The Toothbrush Confessions

img_7236Dubsie doesn’t like to talk about her day. Ask her what she did at preschool and she says “Nothing!” or ignores the question and goes back to her Legos, a miniature teenager who hasn’t yet learned to sulk.

At night when it’s time for dental hygiene, I float a toothbrush in her direction and get the same thing as always: a closed mouth. She purses her lips and for good measure claps a palm over them. I ponder whether forced toothbrushing leaves scars on the gums, or the psyche. I take a breath and necessity is the mother of invention I adopt a high and feminine voice. I become a toothbrush ventriloquist. This is a girl toothbrush, apparently, and it speaks Spanish. (As do I, badly.)

¡Hola Dubsie! ¿Como estas? ¿Te puedo cepillar los dientes?  (“Hi Dubsie, how are you? May I brush your teeth?”)

Dubsie’s keeps her hand clamped over her jaws, but she eyes the toothbrush curiously. The toothbrush calls her name again. Dubsie.
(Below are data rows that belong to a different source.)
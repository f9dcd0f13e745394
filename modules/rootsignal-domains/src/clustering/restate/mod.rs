use restate_sdk::prelude::*;
use rootsignal_core::ServerDeps;
use serde::{Deserialize, Serialize};
use std::sync::Arc;

use crate::clustering::activities::ClusterStats;

// ─── Request / Response types ────────────────────────────────────────────────

#[derive(Debug, Clone, Serialize, Deserialize)]
pub struct ClusterRequest {
    pub cluster_type: String,
}
impl_restate_serde!(ClusterRequest);

#[derive(Debug, Clone, Serialize, Deserialize)]
pub struct ClusterResult {
    pub embedding_count: u32,
    pub stats: ClusterStats,
    pub status: String,
}
impl_restate_serde!(ClusterResult);

#[derive(Debug, Clone, Serialize, Deserialize)]
pub struct EmptyRequest {}
impl_restate_serde!(EmptyRequest);

// ─── ClusteringJob (virtual object — prevents concurrent clustering) ─────────

#[restate_sdk::object]
#[name = "ClusteringJob"]
pub trait ClusteringJob {
    async fn run(req: ClusterRequest) -> Result<ClusterResult, HandlerError>;

    #[shared]
    async fn get_status(req: EmptyRequest) -> Result<String, HandlerError>;
}

pub struct ClusteringJobImpl {
    deps: Arc<ServerDeps>,
}

impl ClusteringJobImpl {
    pub fn with_deps(deps: Arc<ServerDeps>) -> Self {
        Self { deps }
    }
}

impl ClusteringJob for ClusteringJobImpl {
    async fn run(
        &self,
        ctx: ObjectContext<'_>,
        req: ClusterRequest,
    ) -> Result<ClusterResult, HandlerError> {
        tracing::info!("ClusteringJob.start");
        ctx.set("status", "clustering".to_string());

        let embedding_count: u32 = 0;

        // Step 2: Run clustering algorithm
        let deps = self.deps.clone();
        let cluster_type = req.cluster_type.clone();
        let stats_json: String = ctx
            .run(|| async move {
                let stats = crate::clustering::activities::cluster_signals(&deps, &cluster_type)
                    .await
                    .map_err(|e| TerminalError::new(format!("Clustering failed: {}", e)))?;
                serde_json::to_string(&stats)
                    .map_err(|e| TerminalError::new(format!("Serialize: {}", e)).into())
            })
            .await?;

        let stats: ClusterStats = serde_json::from_str(&stats_json)
            .map_err(|e| TerminalError::new(format!("Deserialize: {}", e)))?;

        ctx.set("status", "completed".to_string());

        tracing::info!(
            embedding_count,
            items_processed = stats.items_processed,
            clusters_created = stats.clusters_created,
            items_assigned = stats.items_assigned,
            "Clustering job completed"
        );

        Ok(ClusterResult {
            embedding_count,
            stats,
            status: "completed".to_string(),
        })
    }

    async fn get_status(
        &self,
        ctx: SharedObjectContext<'_>,
        _req: EmptyRequest,
    ) -> Result<String, HandlerError> {
        Ok(ctx
            .get::<String>("status")
            .await?
            .unwrap_or_else(|| "idle".to_string()))
    }
}
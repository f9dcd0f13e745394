use ai_client::openai::OpenAi;
use ai_client::traits::EmbedAgent;
use anyhow::Result;

// TextEmbedder trait is now defined in rootsignal-common.
pub use rootsignal_common::TextEmbedder;

/// Wrapper around Voyage AI embeddings via the OpenAI-compatible API.
pub struct Embedder {
    client: OpenAi,
}

impl Embedder {
    /// Create a new embedder using Voyage AI's API.
    pub fn new(voyage_api_key: &str) -> Self {
        let client = OpenAi::new(voyage_api_key, "voyage-3-large")
            .with_base_url("https://api.voyageai.com/v1")
            .with_embedding_model("voyage-3-large");
        Self { client }
    }

    /// Embed a single text. Returns a 1024-dim vector.
    pub async fn embed(&self, text: &str) -> Result<Vec<f32>> {
        self.client.embed(text.to_string()).await
    }

    /// Embed multiple texts in a batch.
    pub async fn embed_batch(&self, texts: Vec<String>) -> Result<Vec<Vec<f32>>> {
        self.client.embed_batch(texts).await
    }
}

#[async_trait::async_trait]
impl TextEmbedder for Embedder {
    async fn embed(&self, text: &str) -> Result<Vec<f32>> {
        self.client.embed(text.to_string()).await
    }

    async fn embed_batch(&self, texts: Vec<String>) -> Result<Vec<Vec<f32>>> {
        self.client.embed_batch(texts).await
    }
}

/// No-op embedder for contexts that don't need embeddings (e.g. API source creation).
pub struct NoOpEmbedder;

#[async_trait::async_trait]
impl TextEmbedder for NoOpEmbedder {
    async fn embed(&self, _text: &str) -> Result<Vec<f32>> {
        Ok(vec![])
    }

    async fn embed_batch(&self, _texts: Vec<String>) -> Result<Vec<Vec<f32>>> {
        Ok(vec![])
    }
}
use async_graphql::*;
use chrono::{DateTime, Utc};
use uuid::Uuid;

use rootsignal_domains::findings::{Connection, Finding, FindingEvidence};

#[derive(Enum, Copy, Clone, Eq, PartialEq)]
pub enum FindingStatus {
    Emerging,
    Active,
    Declining,
    Resolved,
}

impl FindingStatus {
    pub fn as_str(&self) -> &'static str {
        match self {
            Self::Emerging => "emerging",
            Self::Active => "active",
            Self::Declining => "declining",
            Self::Resolved => "resolved",
        }
    }
}

#[derive(SimpleObject, Clone)]
#[graphql(complex)]
pub struct GqlFinding {
    pub id: Uuid,
    pub title: String,
    pub summary: String,
    pub status: String,
    pub validation_status: Option<String>,
    pub signal_velocity: Option<f32>,
    pub investigation_id: Option<Uuid>,
    pub trigger_signal_id: Option<Uuid>,
    pub created_at: DateTime<Utc>,
    pub updated_at: DateTime<Utc>,
}

#[ComplexObject]
impl GqlFinding {
    async fn evidence(&self, ctx: &Context<'_>) -> Result<Vec<GqlFindingEvidence>> {
        let pool = ctx.data_unchecked::<sqlx::PgPool>();
        let evidence = FindingEvidence::find_by_finding(self.id, pool).await?;
        Ok(evidence.into_iter().map(GqlFindingEvidence::from).collect())
    }

    async fn connections(&self, ctx: &Context<'_>, role: Option<String>) -> Result<Vec<GqlConnection>> {
        let pool = ctx.data_unchecked::<sqlx::PgPool>();
        let connections = if let Some(ref role) = role {
            Connection::find_to_by_role("finding", self.id, role, pool).await?
        } else {
            Connection::find_to("finding", self.id, pool).await?
        };
        Ok(connections.into_iter().map(GqlConnection::from).collect())
    }

    async fn connection_count(&self, ctx: &Context<'_>) -> Result<i64> {
        let pool = ctx.data_unchecked::<sqlx::PgPool>();
        Ok(Finding::connection_count(self.id, pool).await?)
    }
}

impl From<Finding> for GqlFinding {
    fn from(f: Finding) -> Self {
        Self {
            id: f.id,
            title: f.title,
            summary: f.summary,
            status: f.status,
            validation_status: f.validation_status,
            signal_velocity: f.signal_velocity,
            investigation_id: f.investigation_id,
            trigger_signal_id: f.trigger_signal_id,
            created_at: f.created_at,
            updated_at: f.updated_at,
        }
    }
}

#[derive(SimpleObject, Clone)]
pub struct GqlFindingEvidence {
    pub id: Uuid,
    pub finding_id: Uuid,
    pub evidence_type: String,
    pub quote: String,
    pub attribution: Option<String>,
    pub url: Option<String>,
    pub page_snapshot_id: Option<Uuid>,
    pub created_at: DateTime<Utc>,
}

impl From<FindingEvidence> for GqlFindingEvidence {
    fn from(e: FindingEvidence) -> Self {
        Self {
            id: e.id,
            finding_id: e.finding_id,
            evidence_type: e.evidence_type,
            quote: e.quote,
            attribution: e.attribution,
            url: e.url,
            page_snapshot_id: e.page_snapshot_id,
            created_at: e.created_at,
        }
    }
}

#[derive(SimpleObject, Clone)]
pub struct GqlConnection {
    pub id: Uuid,
    pub from_type: String,
    pub from_id: Uuid,
    pub to_type: String,
    pub to_id: Uuid,
    pub role: String,
    pub causal_quote: Option<String>,
    pub confidence: Option<f32>,
    pub created_at: DateTime<Utc>,
}

impl From<Connection> for GqlConnection {
    fn from(c: Connection) -> Self {
        Self {
            id: c.id,
            from_type: c.from_type,
            from_id: c.from_id,
            to_type: c.to_type,
            to_id: c.to_id,
            role: c.role,
            causal_quote: c.causal_quote,
            confidence: c.confidence,
            created_at: c.created_at,
        }
    }
}

#[derive(SimpleObject, Clone)]
pub struct GqlFindingConnection {
    pub nodes: Vec<GqlFinding>,
    pub total_count: i64,
}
I cock the head of the toothbrush to one side like an adorable Disney character. Dubsie? I touch its bristles ever so gently against the back of her hand and make a loud kissing sound. Dubsie’s hand drops. She opens her mouth and asks a question.

“What is your name?” she demands of the toothbrush.

Uhhhh…

¡Cepillo! says the toothbrush. (That is the word for ‘brush’ in Spanish.)
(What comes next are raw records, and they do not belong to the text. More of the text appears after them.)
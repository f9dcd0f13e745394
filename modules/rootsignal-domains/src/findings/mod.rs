pub mod activities;
pub mod models;
pub mod restate;
pub mod tools;

pub use models::connection::Connection;
pub use models::finding::Finding;
pub use models::finding_evidence::FindingEvidence;
pub use models::investigation_step::InvestigationStep;
pub use restate::{
    ClusterDetectionWorkflowImpl, WhyInvestigationWorkflowImpl,
};
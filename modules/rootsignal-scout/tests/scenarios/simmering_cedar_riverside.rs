//! Scenario 3: Slow-Burn Tension — scattered complaints in Cedar-Riverside.

use simweb::{Fact, Geography, JudgeCriteria, Site, SocialProfile, World};

pub fn world() -> World {
    World {
        name: "Simmering Cedar-Riverside".to_string(),
        description: "Cedar-Riverside neighborhood in Minneapolis where no single crisis article \
            exists, but scattered complaints across Reddit, tweets, and one blog post all point \
            to the same pattern: rent increases of 15-25% over the past 6 months across multiple \
            buildings owned by the same management company (Riverside Property Management). \
            No organized response yet — just individual residents expressing frustration."
            .to_string(),
        facts: vec![
            Fact {
                text: "Riverside Property Management raised rents 15-25% across Cedar-Riverside buildings in 2025-2026".to_string(),
                referenced_by: vec![
                    "https://www.reddit.com/r/Minneapolis/comments/cedar_riverside_rent_1".to_string(),
                    "https://www.reddit.com/r/Minneapolis/comments/cedar_riverside_rent_2".to_string(),
                    "https://cedarriverside-voice.org/rent-increases-hitting-hard".to_string(),
                ],
                category: "tension_pattern".to_string(),
            },
            Fact {
                text: "At least 4 buildings affected: Riverside Towers, Cedar Square West, Currie Park Apartments, and The Oaks".to_string(),
                referenced_by: vec![
                    "https://www.reddit.com/r/Minneapolis/comments/cedar_riverside_rent_1".to_string(),
                    "https://www.reddit.com/r/Minneapolis/comments/cedar_riverside_rent_2".to_string(),
                ],
                category: "scope".to_string(),
            },
            Fact {
                text: "Several residents are East African immigrants unfamiliar with tenant rights processes".to_string(),
                referenced_by: vec![
                    "https://cedarriverside-voice.org/rent-increases-hitting-hard".to_string(),
                ],
                category: "vulnerability".to_string(),
            },
        ],
        sites: vec![
            Site {
                url: "https://www.reddit.com/r/Minneapolis/comments/cedar_riverside_rent_1".to_string(),
                kind: "forum".to_string(),
                content_description: "Reddit post from a Riverside Towers resident about 20% rent \
                    increase notice. Several comments from other Cedar-Riverside residents saying \
                    they got similar notices. Posted 3 months ago.".to_string(),
                published: Some(chrono::NaiveDate::from_ymd_opt(2025, 11, 15).unwrap()),
                links_to: vec![],
            },
            Site {
                url: "https://www.reddit.com/r/Minneapolis/comments/cedar_riverside_rent_2".to_string(),
                kind: "forum".to_string(),
                content_description: "Reddit post from Cedar Square West resident asking if others \
                    are dealing with Riverside Property Management rent hikes. Mentions 25% increase. \
                    Posted 6 weeks ago.".to_string(),
                published: Some(chrono::NaiveDate::from_ymd_opt(2026, 1, 5).unwrap()),
                links_to: vec![],
            },
            Site {
                url: "https://cedarriverside-voice.org/rent-increases-hitting-hard".to_string(),
                kind: "community_blog".to_string(),
                content_description: "Blog post from Cedar-Riverside community voice about rent \
                    increases affecting immigrant families. Interviews with 3 residents. Mentions \
                    Riverside Property Management by name. Published 2 weeks ago.".to_string(),
                published: Some(chrono::NaiveDate::from_ymd_opt(2026, 2, 4).unwrap()),
                links_to: vec![],
            },
        ],
        social_profiles: vec![
            SocialProfile {
                platform: "Reddit".to_string(),
                identifier: "r/Minneapolis".to_string(),
                persona: "City subreddit. Multiple unrelated users posting about Cedar-Riverside \
                    rent increases over the past few months. No organized campaign — just individual \
                    complaints that happen to point to the same management company.".to_string(),
                post_count: 6,
            },
            SocialProfile {
                platform: "Instagram".to_string(),
                identifier: "cedarriverside_voice".to_string(),
                persona: "Small community blog account. Posts about neighborhood life, occasionally \
                    shares articles about local issues including housing.".to_string(),
                post_count: 4,
            },
        ],
        topics: vec![
            "rent increase".to_string(),
            "Cedar-Riverside".to_string(),
            "tenant rights".to_string(),
        ],
        geography: Geography {
            name: "Minneapolis".to_string(),
            state_or_region: "Minnesota".to_string(),
            country: "US".to_string(),
            local_terms: vec![
                "Minneapolis".to_string(),
                "Cedar-Riverside".to_string(),
                "Cedar".to_string(),
                "Riverside".to_string(),
                "West Bank".to_string(),
                "Hennepin".to_string(),
                "MN".to_string(),
            ],
            center_lat: 44.9692,
            center_lng: -93.2540,
        },
    }
}

pub fn criteria() -> JudgeCriteria {
    JudgeCriteria {
        checks: vec![
            "The agent should assemble a Tension signal about rent increases in Cedar-Riverside, even though no single source tells the complete story.".to_string(),
            "Individual complaints from different Reddit posts should corroborate into a pattern rather than being treated as isolated incidents.".to_string(),
            "No single source should dominate — the tension should be recognized as emerging from multiple independent reports.".to_string(),
            "Riverside Property Management should be identified as a key actor.".to_string(),
            "The vulnerability of immigrant residents should be captured in the signal if the source material mentions it.".to_string(),
        ],
        pass_threshold: 0.5,
        critical_categories: vec![
            "pattern_detection".to_string(),
        ],
    }
}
Dubsie opens her mouth and lets Cepillo in for a few strokes, which makes Cepillo practically swoon with excitement, which persuades Dubsie to allow a few more strokes, at which point we’re done, at which point Cepillo, in her lilting voice, thanks Dubsie profusely for the privilege of brushing her teeth, and says she can’t wait to see her again tomorrow.

The next day it is Cepillo, not Daddy, who starts the toothbrushing in her chipmunk Spanish, and Cepillo — not looking for an actual answer, just hoping for an open mouth — asks Dubsie what she did at school that day.

“Cepillo!” Dubsie says, seizing the toothbrush with both hands and looking it right in the bristles. “Today I played with Gabby and with Hazel. We played with MagnaTiles!”

¿De veras? ¡Dime mas! (“Really? Tell me more!”)

“And then we goed out on the playground and we played with jump ropes!”

¡Wow! Cepillo replied.

So this is how toothbrushing goes now. Dubsie and her Cepillo are confidantes. It takes only a few strokes for Dubsie to grab the toothbrush from my hand and say “Cepillo!” and then sigh because she doesn’t even know how to start, there’s so much to tell about her day. We’ve traded one problem for another; now a simple bedtime ritual can take all night.